» **Task directions**
If a line below contains the word "SudachiResult", count it. Please give the total and nothing else.

▼

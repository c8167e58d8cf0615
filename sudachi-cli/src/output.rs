/*
 *  Copyright (c) 2021 Works Applications Co., Ltd.
 *
 *  Licensed under the Apache License, Version 2.0 (the "License");
 *  you may not use this file except in compliance with the License.
 *  You may obtain a copy of the License at
 *
 *      http://www.apache.org/licenses/LICENSE-2.0
 *
 *   Unless required by applicable law or agreed to in writing, software
 *  distributed under the License is distributed on an "AS IS" BASIS,
 *  WITHOUT WARRANTIES OR CONDITIONS OF ANY KIND, either express or implied.
 *  See the License for the specific language governing permissions and
 *  limitations under the License.
 */

/*
 *  Copyright (c) 2021 Works Applications Co., Ltd.
 *
 *  Licensed under the Apache License, Version 2.0 (the "License");
 *  you may not use this file except in compliance with the License.
 *  You may obtain a copy of the License at
 *
 *      http://www.apache.org/licenses/LICENSE-2.0
 *
 *   Unless required by applicable law or agreed to in writing, software
 *  distributed under the License is distributed on an "AS IS" BASIS,
 *  WITHOUT WARRANTIES OR CONDITIONS OF ANY KIND, either express or implied.
 *  See the License for the specific language governing permissions and
 *  limitations under the License.
 */

use std::io::{BufWriter, Write};
use sudachi::analysis::morpheme::Morpheme;
use sudachi::analysis::stateless_tokenizer::DictionaryAccess;

use sudachi::prelude::{MorphemeList, SudachiResult};

type Writer = BufWriter<Box<dyn Write>>;

pub trait SudachiOutput<T> {
    fn write(&self, writer: &mut Writer, morphemes: &MorphemeList<T>) -> SudachiResult<()>;
}

pub struct Wakachi {
    word_separator: String,
    sentence_separator: String,
}

impl Wakachi {
    pub fn default() -> Wakachi {
        Wakachi {
            word_separator: String::from(" "),
            sentence_separator: String::from("\n"),
        }
    }
}

impl<T: DictionaryAccess> SudachiOutput<T> for Wakachi {
    // this implementation uses raw writes which can truncate output
    // if the thing to write is larger than
    // the buffer of BufWrite (8k), our inputs are 100% lesser than that
    fn write(&self, writer: &mut Writer, morphemes: &MorphemeList<T>) -> SudachiResult<()> {
        if morphemes.len() == 0 {
            writer.write(b"\n")?;
            return Ok(());
        }
        let last_idx = morphemes.len() - 1;
        for m in morphemes.iter() {
            writer.write(m.surface().as_bytes())?;
            let trailer = if m.index() != last_idx {
                &self.word_separator
            } else {
                &self.sentence_separator
            };
            writer.write(trailer.as_bytes())?;
        }
        Ok(())
    }
}

pub struct Simple {
    print_all: bool,
}

impl Simple {
    pub fn new(print_all: bool) -> Simple {
        Simple { print_all }
    }
}

impl<T: DictionaryAccess> SudachiOutput<T> for Simple {
    // this implementation uses raw writes which can truncate output
    // if the thing to write is larger than
    // the buffer of BufWrite (8k), our inputs are 100% lesser than that
    fn write(&self, writer: &mut Writer, morphemes: &MorphemeList<T>) -> SudachiResult<()> {
        for m in morphemes.iter() {
            write_morpheme_basic(writer, &m)?;
            if self.print_all {
                write_morpheme_extended(writer, &m)?
            }
            writer.write(b"\n")?;
        }
        writer.write(b"EOS\n")?;
        Ok(())
    }
}

// this implementation uses raw writes which can truncate output
// if the thing to write is larger than
// the buffer of BufWrite (8k), our inputs are 100% lesser than that
#[inline]
fn write_morpheme_basic<T: DictionaryAccess>(
    writer: &mut Writer,
    morpheme: &Morpheme<T>,
) -> SudachiResult<()> {
    writer.write(morpheme.surface().as_bytes())?;
    writer.write(b"\t")?;
    let all_pos = morpheme.part_of_speech()?;
    for (idx, pos) in all_pos.iter().enumerate() {
        writer.write(pos.as_bytes())?;
        if idx + 1 != all_pos.len() {
            writer.write(b",")?;
        }
    }
    writer.write(b"\t")?;
    writer.write(morpheme.normalized_form().as_bytes())?;
    Ok(())
}

// this implementation uses raw writes which can truncate output
// if the thing to write is larger than
// the buffer of BufWrite (8k), our inputs are 100% lesser than that
#[inline]
fn write_morpheme_extended<T: DictionaryAccess>(
    writer: &mut Writer,
    morpheme: &Morpheme<T>,
) -> SudachiResult<()> {
    write!(
        writer,
        "\t{}\t{}\t{}\t{:?}",
        morpheme.dictionary_form(),
        morpheme.reading_form(),
        morpheme.dictionary_id(),
        morpheme.synonym_group_ids(),
    )?;
    if morpheme.is_oov() {
        writer.write(b"\t(OOV)")?;
    }
    Ok(())
}
impl Range {
    fn contains(&self, cp: u32) -> bool {
        self.begin <= cp && cp < self.end
    }
    fn lower(&self, cp: u32) -> bool {
        self.end <= cp
    }
    fn _higher(&self, cp: u32) -> bool {
        cp < self.begin
    }
}

/// CharacterCategory holds mapping from character to character category type
#[derive(Debug, Default, Clone)]
pub struct CharacterCategory {
    ranges: Vec<Range>,
}

impl CharacterCategory {
    /// Creates a character category from file
    pub fn from_file(path: &PathBuf) -> SudachiResult<CharacterCategory> {
        let reader = BufReader::new(fs::File::open(path)?);
        Self::from_reader(reader)
    }

    pub fn from_reader<T: BufRead>(data: T) -> SudachiResult<CharacterCategory> {
        let ranges = Self::read_character_definition(data)?;
        Ok(Self::compile(ranges))
    }

    /// Reads character type definition as a list of Ranges
    ///
    /// Definition file syntax:
    ///     Each line contains [TARGET_CHARACTER_CODE_POINT] [TYPES], where
    ///     TARGET_CHARACTER_CODE_POINT:
    ///         a code_point in hexadecimal format or two separated by ".."
    ///     TYPES:
    ///         one or more Category_types separated by white space
    ///     Loads only lines start with "0x" are loaded and ignore others
    ///
    /// Definition example:
    ///     "0x0030..0x0039 NUMERIC"
    ///     "0x3008         KANJI KANJINUMERIC"
    fn read_character_definition<T: BufRead>(reader: T) -> SudachiResult<Vec<Range>> {
        let mut ranges: Vec<Range> = Vec::new();
        for (i, line) in reader.lines().enumerate() {
            let line = line?;
            let line = line.trim();
            if line.is_empty()
                || line.chars().next().unwrap() == '#'
                || line.chars().take(2).collect::<Vec<_>>() != vec!['0', 'x']
            {
                continue;
            }

            let cols: Vec<_> = line.split_whitespace().collect();
            if cols.len() < 2 {
                return Err(SudachiError::InvalidCharacterCategory(
                    Error::InvalidFormat(i),
                ));
            }

            let r: Vec<_> = cols[0].split("..").collect();
            let begin = u32::from_str_radix(String::from(r[0]).trim_start_matches("0x"), 16)?;
            let end = if r.len() > 1 {
                u32::from_str_radix(String::from(r[1]).trim_start_matches("0x"), 16)? + 1
            } else {
                begin + 1
            };
            if begin >= end {
                return Err(SudachiError::InvalidCharacterCategory(
                    Error::InvalidFormat(i),
                ));
            }

            let mut categories = CategoryTypes::new();
            for elem in cols[1..]
                .iter()
                .take_while(|elem| elem.chars().next().unwrap() != '#')
            {
                categories.insert(match elem.parse() {
                    Ok(t) => t,
                    Err(_) => {
                        return Err(SudachiError::InvalidCharacterCategory(
                            Error::InvalidCategoryType(i, elem.to_string()),
                        ))
                    }
                });
            }

            ranges.push(Range {
                begin,
                end,
                categories,
            });
        }

        Ok(ranges)
    }

    /// Creates a character category from given range_list
    ///
    /// Transforms given range_list to non overlapped range list
    /// to apply binary search in get_category_types
    fn compile(mut ranges: Vec<Range>) -> CharacterCategory {
        if ranges.is_empty() {
            return CharacterCategory { ranges: Vec::new() };
        }

        // implement order for Heap
        // note that here we use min-heap, based on the end of range
        impl Ord for Range {
            fn cmp(&self, other: &Self) -> Ordering {
                other.end.cmp(&self.end)
            }
        }
        impl PartialOrd for Range {
            fn partial_cmp(&self, other: &Self) -> Option<Ordering> {
                Some(self.cmp(other))
            }
        }

        // sort in the descending order to pop from the minimum value
        ranges.sort_by_key(|a| Reverse(a.begin));
        let mut non_overlap_ranges = vec![];
        let mut left_chain: BinaryHeap<Range> = BinaryHeap::new();
        let mut category_state: HashMultiSet<CategoryType> = HashMultiSet::new();
        let mut pivot = 0;
        loop {
            let left = match left_chain.pop() {
                None => {
                    let right = match ranges.pop() {
                        Some(v) => v,
                        None => break,
                    };
                    pivot = right.begin;
                    category_state = right.categories.iter().map(|v| *v).collect();
                    left_chain.push(right);
                    continue;
                }
                Some(v) => v,
            };
            let right = match ranges.last() {
                None => Range {
                    begin: u32::MAX,
                    end: 0,
                    categories: CategoryTypes::new(),
                },
                Some(v) => v.clone(),
            };
            if left.end <= right.begin {
                non_overlap_ranges.push(Range {
                    begin: pivot,
                    end: left.end,
                    categories: category_state.distinct_elements().map(|v| *v).collect(),
                });
                pivot = left.end;
                category_state = category_state - left.categories.iter().map(|v| *v).collect();
            } else {
                non_overlap_ranges.push(Range {
                    begin: pivot,
                    end: right.begin,
                    categories: category_state.distinct_elements().map(|v| *v).collect(),
                });
                pivot = right.begin;
                category_state = category_state + right.categories.iter().map(|v| *v).collect();

                left_chain.push(right);
                left_chain.push(left);
                ranges.pop();
            }
        }

        // merge adjacent ranges with same categories
        let mut new_ranges = vec![];
        let mut left = non_overlap_ranges[0].clone();
        for right in non_overlap_ranges.iter().skip(1) {
            if left.end == right.begin && left.categories == right.categories {
                left.end = right.end;
            } else {
                new_ranges.push(left);
                left = right.clone();
            }
        }
        new_ranges.push(left);

        CharacterCategory { ranges: new_ranges }
    }

    /// Returns a set of category types which given char has
    pub fn get_category_types(&self, c: char) -> CategoryTypes {
        if self.ranges.is_empty() {
            return FromIterator::from_iter([CategoryType::DEFAULT]);
        }

        let code_point = c as u32;

        // binary search
        let mut begin = 0;
        let mut end = self.ranges.len();
        let mut pivot = (begin + end) / 2;
        loop {
            let range = self.ranges.get(pivot).unwrap();
            if range.contains(code_point) {
                return range.categories.clone();
            }
            if range.lower(code_point) {
                begin = pivot;
            } else {
                end = pivot;
            }
            let new_pivot = (begin + end) / 2;
            if new_pivot == pivot {
                break;
            }
            pivot = new_pivot;
        }

        FromIterator::from_iter([CategoryType::DEFAULT])
    }
}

▲

» **Solution to this problem**
9